緊急時に新しい薬剤を逆転させるためには、その薬物動態と薬力学を理解することが基本となります。 これらの薬剤に対して、ようやく特異的な逆転剤が開発されましたが、その利用可能性は限られている可能性があります。 以下では,NOACsの簡単なレビューと,可逆薬および介入のレビューを行う。
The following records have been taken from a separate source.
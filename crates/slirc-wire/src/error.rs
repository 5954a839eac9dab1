//! Error types for the wire codec.

use thiserror::Error;

/// Errors produced when decoding an IRC line.
///
/// Decode failures are never fatal to a connection; the caller is
/// expected to log and skip the offending line.
#[derive(Debug, Clone, PartialEq, Eq, Error)]
#[non_exhaustive]
pub enum ParseError {
    /// The input was empty, or nothing but line terminators.
    #[error("empty message")]
    Empty,

    /// No command token could be extracted from the line.
    #[error("no command at byte {position}")]
    MissingCommand {
        /// Byte offset where the command was expected.
        position: usize,
    },

    /// The line was structurally malformed.
    #[error("malformed message at byte {position}")]
    Malformed {
        /// Byte offset where parsing failed.
        position: usize,
    },

    /// A known command was missing required parameters.
    #[error("{command} needs {expected} parameters, got {got}")]
    NotEnoughArguments {
        /// The command name.
        command: &'static str,
        /// Parameters the command requires.
        expected: usize,
        /// Parameters that were present.
        got: usize,
    },
}

#[cfg(test)]
mod tests {
    use super::*;

    #[test]
    fn display_formats() {
        assert_eq!(ParseError::Empty.to_string(), "empty message");
        assert_eq!(
            ParseError::NotEnoughArguments {
                command: "PRIVMSG",
                expected: 2,
                got: 1,
            }
            .to_string(),
            "PRIVMSG needs 2 parameters, got 1"
        );
        assert_eq!(
            ParseError::MissingCommand { position: 5 }.to_string(),
            "no command at byte 5"
        );
    }
}
/// Connection lifecycle states.
#[derive(Debug, Clone, Copy, PartialEq, Eq)]
pub enum ConnState {
    /// No transport.
    Disconnected,
    /// Transport being opened.
    Connecting,
    /// Transport open; handshake sent, awaiting server acknowledgment.
    Connected,
    /// Handshake acknowledged; awaiting the welcome reply.
    Authenticating,
    /// Fully registered; outbound requests are admitted.
    Ready,
    /// Caller-initiated teardown in progress.
    Closing,
}

impl fmt::Display for ConnState {
    fn fmt(&self, f: &mut fmt::Formatter<'_>) -> fmt::Result {
        let name = match self {
            ConnState::Disconnected => "disconnected",
            ConnState::Connecting => "connecting",
            ConnState::Connected => "connected",
            ConnState::Authenticating => "authenticating",
            ConnState::Ready => "ready",
            ConnState::Closing => "closing",
        };
        f.write_str(name)
    }
}

/// Whether an admitted request went straight out or was queued.
#[derive(Debug, Clone, Copy, PartialEq, Eq)]
pub enum SendStatus {
    /// Written to the transport immediately.
    Sent,
    /// Held in the category queue until the limiter admits it.
    Queued,
}

/// A caller reply slot.
pub(crate) type ReplyTo<T> = oneshot::Sender<Result<T, EngineError>>;

/// Commands marshaled from [`EngineHandle`](crate::EngineHandle) onto the
/// engine task.
pub(crate) enum Cmd {
    /// Begin connecting (only meaningful while disconnected).
    Connect { reply: ReplyTo<()> },
    /// Close the connection; cancels pending timers, queues, and retries.
    Disconnect { reply: ReplyTo<()> },
    /// Send a chat message.
    Privmsg {
        channel: String,
        text: String,
        reply: ReplyTo<SendStatus>,
    },
    /// Join a channel.
    Join {
        channel: String,
        reply: ReplyTo<SendStatus>,
    },
    /// Leave a channel.
    Part {
        channel: String,
        reason: Option<String>,
        reply: ReplyTo<SendStatus>,
    },
    /// Snapshot the channel registry.
    Channels {
        reply: oneshot::Sender<Vec<Channel>>,
    },
}

impl Cmd {
    /// Fail the command with `err` without performing it.
    pub(crate) fn reject(self, err: EngineError) {
        match self {
            Cmd::Connect { reply } => {
                let _ = reply.send(Err(err));
            }
            Cmd::Disconnect { reply } => {
                let _ = reply.send(Err(err));
            }
            Cmd::Privmsg { reply, .. } => {
                let _ = reply.send(Err(err));
            }
            Cmd::Join { reply, .. } => {
                let _ = reply.send(Err(err));
            }
            Cmd::Part { reply, .. } => {
                let _ = reply.send(Err(err));
            }
            Cmd::Channels { reply } => {
                let _ = reply.send(Vec::new());
            }
        }
    }
}

/// Why a session ended; drives the reconnection supervisor.
#[derive(Debug)]
pub(crate) enum SessionEnd {
    /// The caller closed the connection (or every handle is gone).
    /// Never supervised.
    Closed,
    /// Authentication failed. Never supervised.
    AuthFailed(String),
    /// The transport failed or the server closed on us. Supervised.
    TransportLost {
        reason: String,
        /// Whether this session reached `Ready` (resets the backoff).
        was_ready: bool,
    },
}

/// Why a submitted request could not be accepted.
enum SubmitFailure {
    /// The category queue is at capacity.
    QueueFull,
    /// The transport write failed; the session is over.
    Transport(TransportError),
}
//! Engine error taxonomy.
//!
//! Decode errors never surface here: malformed inbound lines are logged,
//! reported as events, and skipped. Rate-limit denial is not an error
//! either; denied requests queue transparently. What remains is the
//! caller-facing taxonomy below.

use thiserror::Error;

use crate::connection::ConnState;
use crate::queue::Category;
use crate::transport::TransportError;

/// Errors surfaced to engine callers.
#[derive(Debug, Error)]
#[non_exhaustive]
pub enum EngineError {
    /// The connection is not in the `Ready` state; the request was not
    /// queued.
    #[error("connection not ready (state: {0})")]
    NotReady(ConnState),

    /// Authentication was rejected or timed out. Not retried with the
    /// same credentials.
    #[error("authentication failed: {0}")]
    AuthFailed(String),

    /// The reconnect attempt budget is spent; an explicit `connect()`
    /// resumes.
    #[error("reconnection exhausted after {attempts} attempts")]
    ReconnectExhausted {
        /// Attempts that were made.
        attempts: u32,
    },

    /// The outbound queue for this category is at capacity; the request
    /// was rejected, queued entries are preserved.
    #[error("outbound {category} queue full")]
    QueueFull {
        /// Which category's queue overflowed.
        category: Category,
    },

    /// A transport-level failure.
    #[error("transport error: {0}")]
    Transport(#[from] TransportError),

    /// `connect()` while a connection attempt or session is active.
    #[error("already connected")]
    AlreadyConnected,

    /// The engine task has shut down.
    #[error("engine terminated")]
    Terminated,
}
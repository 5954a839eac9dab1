//! IRCv3 message tags and their escaping rules.

use std::fmt::{Result as FmtResult, Write};

/// A single message tag.
///
/// A tag that appears on the wire without an `=` is a boolean flag and
/// carries no value.
#[derive(Debug, Clone, PartialEq, Eq)]
pub struct Tag {
    /// Tag key, e.g. `badge-info` or `msgid`.
    pub key: String,
    /// Tag value; `None` for bare boolean keys.
    pub value: Option<String>,
}

impl Tag {
    /// Create a tag from a key and optional value.
    pub fn new(key: impl Into<String>, value: Option<impl Into<String>>) -> Self {
        Tag {
            key: key.into(),
            value: value.map(Into::into),
        }
    }
}

/// Parse the tag block of a line (the part after `@`, before the first space).
///
/// Entries are `;`-separated; each entry splits on its first `=` into a
/// key and an escaped value. Empty entries are skipped.
pub fn parse_tag_block(block: &str) -> Vec<Tag> {
    block
        .split(';')
        .filter(|entry| !entry.is_empty())
        .map(|entry| match entry.split_once('=') {
            Some((key, value)) => Tag {
                key: key.to_owned(),
                value: Some(unescape_value(value)),
            },
            None => Tag {
                key: entry.to_owned(),
                value: None,
            },
        })
        .collect()
}

/// Escape a tag value for serialization per the message-tags spec.
pub fn escape_value(f: &mut dyn Write, value: &str) -> FmtResult {
    for c in value.chars() {
        match c {
            ';' => f.write_str("\\:")?,
            ' ' => f.write_str("\\s")?,
            '\\' => f.write_str("\\\\")?,
            '\r' => f.write_str("\\r")?,
            '\n' => f.write_str("\\n")?,
            c => f.write_char(c)?,
        }
    }
    Ok(())
}

/// Reverse [`escape_value`].
///
/// Unknown escape sequences drop the backslash; a trailing lone backslash
/// is dropped entirely, per the message-tags spec.
pub fn unescape_value(value: &str) -> String {
    let mut out = String::with_capacity(value.len());
    let mut iter = value.chars();
    while let Some(c) = iter.next() {
        let unescaped = if c == '\\' {
            match iter.next() {
                Some(':') => ';',
                Some('s') => ' ',
                Some('\\') => '\\',
                Some('r') => '\r',
                Some('n') => '\n',
                Some(other) => other,
                None => break,
            }
        } else {
            c
        };
        out.push(unescaped);
    }
    out
}

#[cfg(test)]
mod tests {
    use super::*;

    #[test]
    fn parses_keys_and_values() {
        let tags = parse_tag_block("badge-info=subscriber/8;badges=subscriber/6");
        assert_eq!(tags.len(), 2);
        assert_eq!(tags[0].key, "badge-info");
        assert_eq!(tags[0].value.as_deref(), Some("subscriber/8"));
        assert_eq!(tags[1].key, "badges");
        assert_eq!(tags[1].value.as_deref(), Some("subscriber/6"));
    }

    #[test]
    fn bare_key_has_no_value() {
        let tags = parse_tag_block("first-msg;mod=1");
        assert_eq!(tags[0].key, "first-msg");
        assert_eq!(tags[0].value, None);
        assert_eq!(tags[1].value.as_deref(), Some("1"));
    }

    #[test]
    fn empty_entries_are_skipped() {
        let tags = parse_tag_block("a=1;;b=2;");
        assert_eq!(tags.len(), 2);
    }

    #[test]
    fn empty_value_is_empty_string() {
        let tags = parse_tag_block("emotes=");
        assert_eq!(tags[0].value.as_deref(), Some(""));
    }

    #[test]
    fn unescape_known_sequences() {
        assert_eq!(unescape_value("a\\:b"), "a;b");
        assert_eq!(unescape_value("hello\\sworld"), "hello world");
        assert_eq!(unescape_value("path\\\\file"), "path\\file");
        assert_eq!(unescape_value("line\\rend"), "line\rend");
        assert_eq!(unescape_value("line\\nend"), "line\nend");
    }

    #[test]
    fn unescape_unknown_drops_backslash() {
        assert_eq!(unescape_value("a\\xb"), "axb");
    }

    #[test]
    fn unescape_trailing_backslash_dropped() {
        assert_eq!(unescape_value("test\\"), "test");
    }

    #[test]
    fn escape_round_trip() {
        let values = [
            "simple",
            "with space",
            "with;semicolon",
            "with\\backslash",
            "with\nnewline",
            "all; \\ \n \r together",
        ];
        for original in values {
            let mut escaped = String::new();
            escape_value(&mut escaped, original).unwrap();
            assert_eq!(
                unescape_value(&escaped),
                original,
                "round trip failed for {original:?} via {escaped:?}"
            );
        }
    }
}
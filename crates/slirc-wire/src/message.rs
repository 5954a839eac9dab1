//! Message parsing and serialization.
//!
//! The parser is nom-based and borrows from the input line; conversion
//! into the owned [`Message`] happens once the line shape is known.

use std::fmt::{self, Write};
use std::str::FromStr;

use nom::{
    bytes::complete::{take_until, take_while1},
    character::complete::{char, space0},
    combinator::opt,
    sequence::preceded,
    IResult,
};
use smallvec::SmallVec;

use crate::command::Command;
use crate::error::ParseError;
use crate::prefix::Prefix;
use crate::tags::{self, Tag};
use crate::MAX_PARAMS;

/// An owned protocol message: tags, optional source, and a typed command.
///
/// Decoding never produces a message without a command; a line that
/// yields no command token is a [`ParseError`], not a zero value.
#[derive(Debug, Clone, PartialEq, Eq)]
pub struct Message {
    /// Message tags; empty when the line carried none.
    pub tags: Vec<Tag>,
    /// Message source; `None` for client-originated messages.
    pub prefix: Option<Prefix>,
    /// The command and its parameters.
    pub command: Command,
}

/// Tag block: the part after `@`, up to the first space. Escaped values
/// never contain a literal space, so the first space ends the block.
fn tag_block(input: &str) -> IResult<&str, &str> {
    preceded(char('@'), take_until(" "))(input)
}

/// Prefix token: the part after `:`, up to the next space.
fn prefix_token(input: &str) -> IResult<&str, &str> {
    preceded(char(':'), take_while1(|c| c != ' '))(input)
}

/// Command token: one run of ASCII alphanumerics.
fn command_token(input: &str) -> IResult<&str, &str> {
    take_while1(|c: char| c.is_ascii_alphanumeric())(input)
}

/// Split the remainder of a line into parameters.
///
/// Runs of spaces separate parameters; a `:`-led token starts the
/// trailing parameter, which extends to the end of the line verbatim.
fn split_params(input: &str) -> SmallVec<[&str; 8]> {
    let mut params: SmallVec<[&str; 8]> = SmallVec::new();
    let mut rest = input;

    while rest.as_bytes().first() == Some(&b' ') {
        if params.len() >= MAX_PARAMS {
            break;
        }
        while rest.as_bytes().first() == Some(&b' ') {
            rest = &rest[1..];
        }
        if rest.is_empty() || rest.starts_with('\r') || rest.starts_with('\n') {
            break;
        }
        if let Some(trailing) = rest.strip_prefix(':') {
            let end = trailing.find(['\r', '\n']).unwrap_or(trailing.len());
            params.push(&trailing[..end]);
            break;
        }
        let end = rest.find([' ', '\r', '\n']).unwrap_or(rest.len());
        params.push(&rest[..end]);
        rest = &rest[end..];
    }

    params
}

/// A line split into its raw components, borrowed from the input.
struct RawParts<'a> {
    tags: Option<&'a str>,
    prefix: Option<&'a str>,
    command: &'a str,
    params: SmallVec<[&'a str; 8]>,
}

fn parse_parts(input: &str) -> IResult<&str, RawParts<'_>> {
    let (input, tags) = opt(tag_block)(input)?;
    let (input, _) = space0(input)?;
    let (input, prefix) = opt(prefix_token)(input)?;
    let (input, _) = space0(input)?;
    let (input, command) = command_token(input)?;
    let params = split_params(input);
    Ok((
        "",
        RawParts {
            tags,
            prefix,
            command,
            params,
        },
    ))
}

impl<'a> RawParts<'a> {
    fn parse(input: &'a str) -> Result<Self, ParseError> {
        match parse_parts(input) {
            Ok((_rest, parts)) => Ok(parts),
            Err(nom::Err::Error(e)) | Err(nom::Err::Failure(e)) => {
                Err(ParseError::MissingCommand {
                    position: input.len() - e.input.len(),
                })
            }
            Err(nom::Err::Incomplete(_)) => Err(ParseError::Malformed {
                position: input.len(),
            }),
        }
    }
}

impl FromStr for Message {
    type Err = ParseError;

    fn from_str(s: &str) -> Result<Message, ParseError> {
        let line = s.trim_end_matches(['\r', '\n']);
        if line.is_empty() {
            return Err(ParseError::Empty);
        }

        let parts = RawParts::parse(line)?;
        let tags = parts.tags.map(tags::parse_tag_block).unwrap_or_default();
        let prefix = parts.prefix.map(Prefix::parse);
        let name = parts.command.to_ascii_uppercase();
        let params: Vec<String> = parts.params.iter().map(|p| (*p).to_owned()).collect();
        let command = Command::new(&name, params)?;

        Ok(Message {
            tags,
            prefix,
            command,
        })
    }
}

impl fmt::Display for Message {
    fn fmt(&self, f: &mut fmt::Formatter<'_>) -> fmt::Result {
        if !self.tags.is_empty() {
            f.write_char('@')?;
            for (i, tag) in self.tags.iter().enumerate() {
                if i > 0 {
                    f.write_char(';')?;
                }
                f.write_str(&tag.key)?;
                if let Some(ref value) = tag.value {
                    f.write_char('=')?;
                    tags::escape_value(f, value)?;
                }
            }
            f.write_char(' ')?;
        }

        if let Some(ref prefix) = self.prefix {
            write!(f, ":{prefix} ")?;
        }

        write!(f, "{}\r\n", self.command)
    }
}

impl From<Command> for Message {
    fn from(command: Command) -> Message {
        Message {
            tags: Vec::new(),
            prefix: None,
            command,
        }
    }
}

impl Message {
    /// Create a PRIVMSG to a target.
    #[must_use]
    pub fn privmsg(target: impl Into<String>, text: impl Into<String>) -> Self {
        Command::PRIVMSG(target.into(), text.into()).into()
    }

    /// Create a JOIN for a channel.
    #[must_use]
    pub fn join(channel: impl Into<String>) -> Self {
        Command::JOIN(channel.into()).into()
    }

    /// Create a PART for a channel, with an optional reason.
    #[must_use]
    pub fn part(channel: impl Into<String>, reason: Option<String>) -> Self {
        Command::PART(channel.into(), reason).into()
    }

    /// Create a PING with an optional token.
    #[must_use]
    pub fn ping(token: Option<String>) -> Self {
        Command::PING(token).into()
    }

    /// Create a PONG echoing the PING token.
    #[must_use]
    pub fn pong(token: Option<String>) -> Self {
        Command::PONG(token).into()
    }

    /// Create a NICK registration message.
    #[must_use]
    pub fn nick(nickname: impl Into<String>) -> Self {
        Command::NICK(nickname.into()).into()
    }

    /// Create a PASS message carrying the auth token.
    #[must_use]
    pub fn pass(token: impl Into<String>) -> Self {
        Command::PASS(token.into()).into()
    }

    /// Create a `CAP REQ` for the given capabilities.
    #[must_use]
    pub fn cap_req(capabilities: &[String]) -> Self {
        Command::CAP(
            None,
            crate::command::CapSubCommand::REQ,
            Some(capabilities.join(" ")),
        )
        .into()
    }

    /// The nickname of the message source, if it has a user prefix.
    pub fn source_nickname(&self) -> Option<&str> {
        self.prefix.as_ref().and_then(Prefix::nickname)
    }

    /// The value of a tag by key; `None` for absent or bare boolean tags.
    pub fn tag_value(&self, key: &str) -> Option<&str> {
        self.tags
            .iter()
            .find(|tag| tag.key == key)
            .and_then(|tag| tag.value.as_deref())
    }
}

#[cfg(test)]
mod tests {
    use super::*;
    use crate::command::CapSubCommand;
    use proptest::prelude::*;

    #[test]
    fn parse_tagged_privmsg() {
        let raw = "@badge-info=subscriber/8;badges=subscriber/6 :nick!nick@host.tv PRIVMSG #chan :Hello!";
        let msg: Message = raw.parse().unwrap();

        assert_eq!(msg.tag_value("badge-info"), Some("subscriber/8"));
        assert_eq!(msg.tag_value("badges"), Some("subscriber/6"));
        assert_eq!(
            msg.prefix,
            Some(Prefix::User {
                nick: "nick".into(),
                user: "nick".into(),
                host: "host.tv".into(),
            })
        );
        assert_eq!(
            msg.command,
            Command::PRIVMSG("#chan".into(), "Hello!".into())
        );
    }

    #[test]
    fn encode_privmsg_with_spaces() {
        let msg = Message::privmsg("#chan", "Hello world!");
        assert_eq!(msg.to_string(), "PRIVMSG #chan :Hello world!\r\n");
    }

    #[test]
    fn parse_strips_crlf() {
        let msg: Message = "PING :chat.straylight.net\r\n".parse().unwrap();
        assert_eq!(msg.command, Command::PING(Some("chat.straylight.net".into())));
    }

    #[test]
    fn empty_input_is_an_error() {
        assert_eq!("".parse::<Message>().unwrap_err(), ParseError::Empty);
        assert_eq!("\r\n".parse::<Message>().unwrap_err(), ParseError::Empty);
    }

    #[test]
    fn prefix_only_input_has_no_command() {
        let err = ":just.a.prefix".parse::<Message>().unwrap_err();
        assert!(matches!(err, ParseError::MissingCommand { .. }));
    }

    #[test]
    fn lowercase_command_is_uppercased() {
        let msg: Message = "privmsg #chan :hi there".parse().unwrap();
        assert_eq!(
            msg.command,
            Command::PRIVMSG("#chan".into(), "hi there".into())
        );
    }

    #[test]
    fn runs_of_spaces_separate_params() {
        let msg: Message = "JOIN   #chan".parse().unwrap();
        assert_eq!(msg.command, Command::JOIN("#chan".into()));
    }

    #[test]
    fn trailing_keeps_internal_spacing() {
        let msg: Message = "PRIVMSG #chan :a  b   c".parse().unwrap();
        assert_eq!(msg.command, Command::PRIVMSG("#chan".into(), "a  b   c".into()));
    }

    #[test]
    fn empty_trailing_parses_to_empty_param() {
        let msg: Message = "PRIVMSG #chan :".parse().unwrap();
        assert_eq!(msg.command, Command::PRIVMSG("#chan".into(), String::new()));
    }

    #[test]
    fn numeric_welcome() {
        let msg: Message = ":server 001 nick :Welcome to chat".parse().unwrap();
        assert_eq!(msg.prefix, Some(Prefix::Server("server".into())));
        assert_eq!(
            msg.command,
            Command::Reply(1, vec!["nick".into(), "Welcome to chat".into()])
        );
    }

    #[test]
    fn names_reply() {
        let msg: Message = ":server 353 me = #chan :me alice bob".parse().unwrap();
        match msg.command {
            Command::Reply(353, params) => {
                assert_eq!(params, vec!["me", "=", "#chan", "me alice bob"]);
            }
            other => panic!("expected 353 reply, got {other:?}"),
        }
    }

    #[test]
    fn cap_ack_from_server() {
        let msg: Message = ":server CAP * ACK :message-tags".parse().unwrap();
        assert_eq!(
            msg.command,
            Command::CAP(
                Some("*".into()),
                CapSubCommand::ACK,
                Some("message-tags".into())
            )
        );
    }

    #[test]
    fn escaped_tag_values_are_unescaped() {
        let msg: Message = "@system-msg=5\\sraiders PING :x".parse().unwrap();
        assert_eq!(msg.tag_value("system-msg"), Some("5 raiders"));
    }

    #[test]
    fn bare_tag_is_boolean() {
        let msg: Message = "@first-msg PING :x".parse().unwrap();
        assert_eq!(msg.tags[0].key, "first-msg");
        assert_eq!(msg.tags[0].value, None);
        assert_eq!(msg.tag_value("first-msg"), None);
    }

    #[test]
    fn params_are_capped() {
        let line = format!("CMD {}", (0..20).map(|i| i.to_string()).collect::<Vec<_>>().join(" "));
        let msg: Message = line.parse().unwrap();
        match msg.command {
            Command::Raw(_, params) => assert_eq!(params.len(), MAX_PARAMS),
            other => panic!("expected raw command, got {other:?}"),
        }
    }

    #[test]
    fn tagged_message_round_trip() {
        let raw = "@badges=subscriber/6;first-msg :nick!nick@host.tv PRIVMSG #chan :Hello world!";
        let msg: Message = raw.parse().unwrap();
        let rendered = msg.to_string();
        let reparsed: Message = rendered.parse().unwrap();
        assert_eq!(msg, reparsed);
    }

    /// Command names that decode into typed variants; the raw round-trip
    /// property below wants names that stay `Raw`.
    const KNOWN_COMMANDS: &[&str] = &[
        "PRIVMSG", "NOTICE", "JOIN", "PART", "PING", "PONG", "NICK", "PASS", "CAP",
    ];

    proptest! {
        #[test]
        fn raw_command_round_trip(
            name in "[A-Z]{3,10}",
            middles in prop::collection::vec("[a-zA-Z0-9#._/-]{1,12}", 0..5),
            trailing in "[a-zA-Z0-9 !?.,:']{0,40}",
        ) {
            prop_assume!(!KNOWN_COMMANDS.contains(&name.as_str()));

            let mut params = middles.clone();
            params.push(trailing.clone());
            let msg = Message {
                tags: Vec::new(),
                prefix: None,
                command: Command::Raw(name.clone(), params.clone()),
            };

            let decoded: Message = msg.to_string().parse().unwrap();
            prop_assert_eq!(decoded, msg);
        }

        #[test]
        fn privmsg_round_trip(
            target in "#[a-z0-9_]{1,15}",
            text in "[ -~]{0,40}",
        ) {
            let msg = Message::privmsg(target, text);
            let decoded: Message = msg.to_string().parse().unwrap();
            prop_assert_eq!(decoded, msg);
        }

        #[test]
        fn tagged_round_trip(
            key in "[a-zA-Z0-9-]{1,12}",
            value in "[ -~]{0,20}",
            token in "[a-z.]{1,20}",
        ) {
            let msg = Message {
                tags: vec![Tag::new(key, Some(value))],
                prefix: None,
                command: Command::PING(Some(token)),
            };
            let decoded: Message = msg.to_string().parse().unwrap();
            prop_assert_eq!(decoded, msg);
        }
    }
}
//! Events emitted to the engine's subscriber.

use std::time::Duration;

use slirc_wire::{Message, Tag};

/// Typed protocol events delivered to the event sink.
///
/// The engine does not retain subscriber state; events are pushed onto
/// the channel returned by [`Engine::spawn`](crate::Engine::spawn) in
/// arrival order.
#[derive(Debug, Clone)]
#[non_exhaustive]
pub enum Event {
    /// The transport connection is established (before authentication).
    Connected,
    /// Authentication confirmed; outbound requests are now admitted.
    Ready {
        /// Nickname the server registered us under.
        nickname: String,
    },
    /// Authentication failed; the engine will not retry on its own.
    AuthFailed {
        /// Human-readable reason.
        reason: String,
    },
    /// The transport was lost unexpectedly.
    ConnectionLost {
        /// Human-readable reason.
        reason: String,
    },
    /// The connection was closed at the caller's request.
    Disconnected,
    /// A reconnect attempt has been scheduled.
    ReconnectScheduled {
        /// 1-based attempt number.
        attempt: u32,
        /// Delay before the attempt.
        delay: Duration,
    },
    /// Reconnect attempts are exhausted; a new `connect()` call resumes.
    ReconnectExhausted {
        /// Attempts that were made.
        attempts: u32,
    },
    /// The local user's membership in a channel is confirmed.
    ChannelJoined {
        /// Channel name.
        channel: String,
    },
    /// The local user left a channel; its registry entry is gone.
    ChannelLeft {
        /// Channel name.
        channel: String,
    },
    /// Another user joined a tracked channel.
    UserJoined {
        /// Channel name.
        channel: String,
        /// The user's nickname.
        nickname: String,
    },
    /// Another user left a tracked channel.
    UserLeft {
        /// Channel name.
        channel: String,
        /// The user's nickname.
        nickname: String,
    },
    /// A chat message.
    Privmsg {
        /// Message target (usually a channel).
        target: String,
        /// Sender nickname; empty if the prefix carried none.
        sender: String,
        /// Message text.
        text: String,
        /// Message tags.
        tags: Vec<Tag>,
    },
    /// A server notice.
    Notice {
        /// Notice target.
        target: String,
        /// Notice text.
        text: String,
    },
    /// Every successfully decoded line, in arrival order.
    Raw {
        /// The original wire line.
        line: String,
        /// The decoded message.
        message: Message,
    },
    /// A line that failed to decode and was skipped.
    DecodeError {
        /// The offending line.
        line: String,
        /// Why decoding failed.
        reason: String,
    },
    /// A non-fatal protocol irregularity (e.g. rejected capabilities).
    ProtocolError {
        /// Description of the irregularity.
        reason: String,
    },
}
Dabigatran etexilate(プラザキサ,ベーリンガーインゲルハイム),75~150 mg 1日2回は,凝固カスケードのIIa因子に作用する直接トロンビン阻害薬である。 本剤は、チトクロームP450系による代謝を受けず、約1〜3時間で最大濃度に到達します2。 本剤の半減期は12~17時間であり、80%が腎排泄される。 4032>
ダビガトランの薬物療法は、定期的なモニタリングを必要としない。 INRはダビガトランに対して非感受性である。 抗凝固の程度は活性化部分トロンボプラスチン時間(aPTT)で評価することができる。 ダビガトランは治療用量でaPTTを延長させる。 また、最終投与時刻と採血時刻の関係を確認することも重要です。 RE-LY試験において、ダビガトラン150mg投与時のトラフaPTTの中央値は52(40-76)秒でした。 トロンビン時間(TT)は、ダビガトラン濃度に非常に敏感です。 TTが正常であれば、関連するダビガトラン濃度は除外されます。 しかし、TTが長ければ、重要な濃度と重要でない濃度を区別することはできない。 エカリン凝固時間(ECT)も抗凝固レベルを評価することができ、実際には aPTT よりも特異的な効果の指標となります。 エカリン発色試験もダビガトラン活性と密接な相関があります。 腎機能が正常な人では、本剤の投与中止後、血漿中濃度は比較的速やかに低下します。2-3
Xa 阻害薬
Xa阻害は、トロンビンからプロトロンビンが生成するのを防ぎ、組織因子誘導トロンビンの生成を阻害します。4
Xa 阻害薬
Xa阻害は、トロンビンが生成するのを妨げ、組織因子誘導トロンビンの生成を抑制します。 リバーロキサバン、アピキサバン、エドキサバンはXa因子を阻害する薬剤です。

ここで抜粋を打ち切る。